# Data Collection Notebook

### Objectives:

+ Fetch data from Kaggle and save the date as raw.
+ Load and inspect the data and save under inputs/datasets/raw.
+ Push the files to the github repository.


### Inputs:

+ Kaggle JSON authentication token.
+ Downloaded the recommended house price dataset posted by Code Institute on [Kaggle](https://www.kaggle.com/datasets/codeinstitute/housing-prices-data).

### Outputs:

+ The Kaggle files were unzipped to:
  * inputs/datasets/raw/
  * inputs/datasets/raw/

### Additional Comments:

+ This notebook was written based on the guidelines provided in the walkthrough project 2: 'Churnometer'.
+ This notebook relates to the Data Understanding step of Crisp-DM methodology. 
+ This notebook and the following will represent the learning outcome after following the Code Institute - Predictive Analytics and Machine Learning module.

___

## Change working directory:

The following action will change the working directory from its current folder to its parent folder. 

+ Access the current directory with os.getcwd().

In [None]:
import os
current_dir = os.getcwd()
current_dir

We want to make the parent of the current directory the new current directory.

+ os.path.dirname() gets the parent directory.
+ os.chir() defines the new current directory.

In [None]:
os.chdir(os.path.dirname(current_dir))
print("You have now set a new current directory")
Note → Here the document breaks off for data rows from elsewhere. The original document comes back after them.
//! Container identity and metadata.

use std::fmt;

/// Opaque container identifier assigned by the daemon.
#[derive(Debug, Clone, PartialEq, Eq, Hash)]
pub struct ContainerId(String);

impl ContainerId {
    /// Creates a container ID from a string.
    pub fn new(id: impl Into<String>) -> Self {
        Self(id.into())
    }

    /// Returns the ID as a string slice.
    pub fn as_str(&self) -> &str {
        &self.0
    }

    /// Returns a shortened form for log output (first 12 characters,
    /// the daemon's conventional short ID).
    pub fn short(&self) -> &str {
        let end = self
            .0
            .char_indices()
            .nth(12)
            .map(|(i, _)| i)
            .unwrap_or(self.0.len());
        &self.0[..end]
    }
}

impl fmt::Display for ContainerId {
    fn fmt(&self, f: &mut fmt::Formatter<'_>) -> fmt::Result {
        write!(f, "{}", self.0)
    }
}

impl From<&str> for ContainerId {
    fn from(id: &str) -> Self {
        Self::new(id)
    }
}

/// Metadata resolved by inspecting a container.
///
/// The display name doubles as the buddy identity: it is unique among the
/// containers an account tracks at any instant, though the daemon may reuse
/// it after a death has been processed.
#[derive(Debug, Clone, PartialEq, Eq)]
pub struct ContainerMeta {
    /// Daemon-assigned identifier.
    pub id: ContainerId,

    /// Display name with the daemon's leading separator stripped.
    pub name: String,

    /// Whether the container was created with stdin open. Only
    /// interactive containers support bidirectional attach; the rest are
    /// presence-only.
    pub interactive: bool,
}

impl ContainerMeta {
    /// Builds metadata from raw inspect fields.
    ///
    /// The daemon reports names with a fixed leading `/`; it is stripped
    /// here so the rest of the system only ever sees the bare name.
    pub fn from_inspect(id: ContainerId, raw_name: &str, interactive: bool) -> Self {
        let name = raw_name.strip_prefix('/').unwrap_or(raw_name).to_string();
        Self {
            id,
            name,
            interactive,
        }
    }
}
Confirm the new current directory:

In [None]:
current_dir = os.getcwd()
current_dir

## Fetch data from Kaggle

+ Install Kaggle library with the below command:

In [None]:
! pip3 install kaggle==1.5.12

* A kaggle account will be required at this point as if the user is doesn't have an account Kaggle will not allow the usage of data.
  - If an account has been created, then the user can download a kaggle.json file. 
* The Kaggle.json file contains an authentication token, which is required in order to authenticate a data download from Kaggle.
* The Kaggle.json token file must then be copied to the root directory of the project repository. 
* Next, the user must set the Kaggle environment variable and set permission to the toke file to read write for the user.

In [None]:
import os
os.environ['KAGGLE_CONFIG_DIR'] = os.getcwd()
! chmod 600 kaggle.json

* Get the dataset path from the kaggle url.

In [None]:
KaggleDatasetPath = "codeinstitute/housing-prices-data"
DestinationFolder = "inputs/datasets/raw"
! kaggle datasets download -d {KaggleDatasetPath} -p {DestinationFolder}

* The dataset has been downloaded into a zip file which will need to be unzipped to be used. 


In [None]:
! unzip {DestinationFolder}/*.zip -d {DestinationFolder} \
    && rm {DestinationFolder}/*.zip \
    && rm kaggle.json

In [None]:
! pip3 uninstall -y kaggle==1.5.12

___

## Import packages and set environment variables:

In [None]:
import pandas as pd
pd.options.display.max_columns = None
pd.options.display.max_rows = None

___


## Load and Inspect the House Price Records:

* Read and observe the house_prices_records dataset csv file into a Pandas dataframe.

In [None]:
df = pd.read_csv(f"inputs/datasets/raw/house-price-20211124T154130Z-001/house-price/house_prices_records.csv")
print(df.shape)
df.head()

* This will display the data summary information.

In [None]:
df.info()

* It is noted that there is no 'id' field to mark row data uniqueness. Therefore, no ned to check for duplicate data. 

___

## Load and inspect the inherited house records:

* After conducting checks on the House Price Records, we have to conduct checks on the Inherited house records:
   - Read the inherited_houses dataset csv file into a pandas dataframe, to be able to have a better overview at the data.

In [None]:
df_refurbished = pd.read_csv(f"inputs/datasets/raw/house-price-20211124T154130Z-001/house-price/refurbished_houses.csv")
print(df_refurbished.shape)
df_refurbished

* Display the dataframe summary information: 

In [None]:
df_refurbished.info()

___


## Conclusion and the following steps:

* As you will probably notice, there is a difference between the house price dataset that has been extracted and the inherited houses dataset. If not, have a look again.
 
  - In the house price dataset some features are the type int whilst they are of type float in the inherited house dataset.
  - This difference will not be affecting the analysis of the data.
  - SalePrice (exist only in the house price dataset) is of type integer.

* Now we have our data required for the project, we can move further to clean the data.

   - Keep in mind, garbage in, garbage out. ☺️